Der große Löwenhof in einer Miniatur der Würzburger Bischofschronik von Lorenz Fries.
Sitz der ersten Würzburger Universität von 1402: Der große Löwenhof in einer Miniatur der Würzburger Bischofschronik von Lorenz Fries.

Tradition mit Perspektive

Nach einer kurzlebigen Erstgründung von 1402 wurde die Julius-Maximilians-Universität 1582 auf Initiative des Fürstbischofs Julius Echter von Mespelbrunn gestiftet und eingerichtet.
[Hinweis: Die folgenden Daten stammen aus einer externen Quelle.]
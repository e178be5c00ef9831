//! In-memory FTS5 lexical index.

use std::sync::Mutex;

use async_trait::async_trait;
use rusqlite::{params, Connection};
use tracing::{debug, info};

use rag_core::{Chunk, LexicalIndex, RagError, Result, ScoredChunk};

use crate::schema::LEXICAL_SCHEMA;

/// BM25 index over a fixed chunk set.
///
/// Built once from the full chunk set and never updated; reflecting new or
/// removed chunks means building a new index.
pub struct FtsLexicalIndex {
    conn: Mutex<Connection>,

    /// Chunk `i` is stored under FTS rowid `i + 1`.
    chunks: Vec<Chunk>,
}

impl FtsLexicalIndex {
    /// Build the index. Fails with `EmptyCorpus` when `chunks` is empty.
    pub fn build(chunks: Vec<Chunk>) -> Result<Self> {
        if chunks.is_empty() {
            return Err(RagError::empty_corpus(
                "cannot build a lexical index without chunks",
            ));
        }

        let conn = Connection::open_in_memory()
            .map_err(|e| RagError::database(format!("Failed to open lexical index: {}", e)))?;
        conn.execute_batch(LEXICAL_SCHEMA)
            .map_err(|e| RagError::database(format!("Failed to create lexical index: {}", e)))?;

        {
            let tx = conn
                .unchecked_transaction()
                .map_err(|e| RagError::database(e.to_string()))?;
            {
                let mut stmt = tx
                    .prepare("INSERT INTO lexical (rowid, content) VALUES (?1, ?2)")
                    .map_err(|e| RagError::database(e.to_string()))?;
                for (i, chunk) in chunks.iter().enumerate() {
                    stmt.execute(params![i as i64 + 1, chunk.content])
                        .map_err(|e| RagError::database(format!("Failed to index chunk: {}", e)))?;
                }
            }
            tx.commit().map_err(|e| RagError::database(e.to_string()))?;
        }

        info!("Lexical index built over {} chunks", chunks.len());

        Ok(Self {
            conn: Mutex::new(conn),
            chunks,
        })
    }

    /// Number of indexed chunks.
    pub fn len(&self) -> usize {
        self.chunks.len()
    }

    pub fn is_empty(&self) -> bool {
        self.chunks.is_empty()
    }

    /// Turn free text into an FTS5 query matching any of its terms.
    ///
    /// Each term is quoted so FTS5 operators and column filters in user text
    /// are taken literally.
    fn match_expression(text: &str) -> Option<String> {
        let terms: Vec<String> = text
            .split(|c: char| !c.is_alphanumeric())
            .filter(|t| !t.is_empty())
            .map(|t| format!("\"{}\"", t.to_lowercase()))
            .collect();

        if terms.is_empty() {
            None
        } else {
            Some(terms.join(" OR "))
        }
    }
}

#[async_trait]
impl LexicalIndex for FtsLexicalIndex {
    async fn search(&self, text: &str, k: usize) -> Result<Vec<ScoredChunk>> {
        let Some(expression) = Self::match_expression(text) else {
            return Ok(Vec::new());
        };
        if k == 0 {
            return Ok(Vec::new());
        }

        let conn = self.conn.lock().map_err(|e| RagError::database(e.to_string()))?;
        let mut stmt = conn
            .prepare(
                r#"
                SELECT rowid, bm25(lexical) AS score
                FROM lexical
                WHERE lexical MATCH ?1
                ORDER BY score
                LIMIT ?2
                "#,
            )
            .map_err(|e| RagError::database(e.to_string()))?;

        let rows = stmt
            .query_map(params![expression, k as i64], |row| {
                let rowid: i64 = row.get(0)?;
                let score: f64 = row.get(1)?;
                Ok((rowid, score))
            })
            .map_err(|e| RagError::database(e.to_string()))?;

        let mut results = Vec::new();
        for row in rows {
            let (rowid, score) = row.map_err(|e| RagError::database(e.to_string()))?;
            // bm25() is lower-is-better; flip it so higher is better.
            if let Some(chunk) = self.chunks.get((rowid - 1) as usize) {
                results.push(ScoredChunk::new(chunk.clone(), (-score) as f32));
            }
        }

        debug!("Lexical search returned {} results", results.len());
        Ok(results)
    }
}

#[cfg(test)]
mod tests {
    use super::*;

    fn corpus() -> Vec<Chunk> {
        vec![
            Chunk::new("scrum.md", 0, "Daily Scrum 15 dakika surer."),
            Chunk::new("scrum.md", 1, "Sprint Review sprint sonunda yapilir."),
            Chunk::new("scrum.md", 2, "Sprint Planning sprint basinda yapilir ve sprint hedefi belirlenir."),
        ]
    }

    #[test]
    fn test_build_rejects_empty_corpus() {
        let err = FtsLexicalIndex::build(Vec::new()).err().unwrap();
        assert_eq!(err.error_code(), "EMPTY_CORPUS");
    }

    #[tokio::test]
    async fn test_search_ranks_matching_chunks() {
        let index = FtsLexicalIndex::build(corpus()).unwrap();
        assert_eq!(index.len(), 3);

        let results = index.search("Daily Scrum ne kadar surer?", 5).await.unwrap();
        assert!(!results.is_empty());
        assert_eq!(results[0].chunk.source.position, 0);
        assert!(results.windows(2).all(|w| w[0].score >= w[1].score));
    }

    #[tokio::test]
    async fn test_search_respects_k_per_call() {
        let index = FtsLexicalIndex::build(corpus()).unwrap();

        assert_eq!(index.search("sprint yapilir", 1).await.unwrap().len(), 1);
        assert_eq!(index.search("sprint yapilir", 10).await.unwrap().len(), 2);
        assert!(index.search("sprint", 0).await.unwrap().is_empty());
    }

    #[tokio::test]
    async fn test_search_treats_operators_literally() {
        let index = FtsLexicalIndex::build(corpus()).unwrap();

        assert!(index.search("\"*) OR (", 5).await.unwrap().is_empty());
        assert!(index.search("content: NEAR(review", 5).await.unwrap().len() >= 1);
    }
}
Heute, über 400 Jahre später, kann sie auf eine erfolgreiche Geschichte zurückblicken. Berühmte Wissenschaftler wie Rudolf Virchow, Carl Siebold und Franz Brentano lehrten und forschten an der Würzburger Universität.

Vierzehn Nobelpreisträger - darunter die Physiker Wilhelm Röntgen und Klaus von Klitzing sowie der Chemiker Hartmut Michel und der Mediziner Harald zur Hausen - waren in Würzburg tätig.

Nach ihrer fast vollständigen Zerstörung durch einen Bombenangriff auf Würzburg im März 1945 erholte sich die Universität rasch. Nach dem Wiederaufbau wurden seit den 1960er-Jahren weitreichende, bis heute andauernde Erweiterungsmaßnahmen durchgeführt.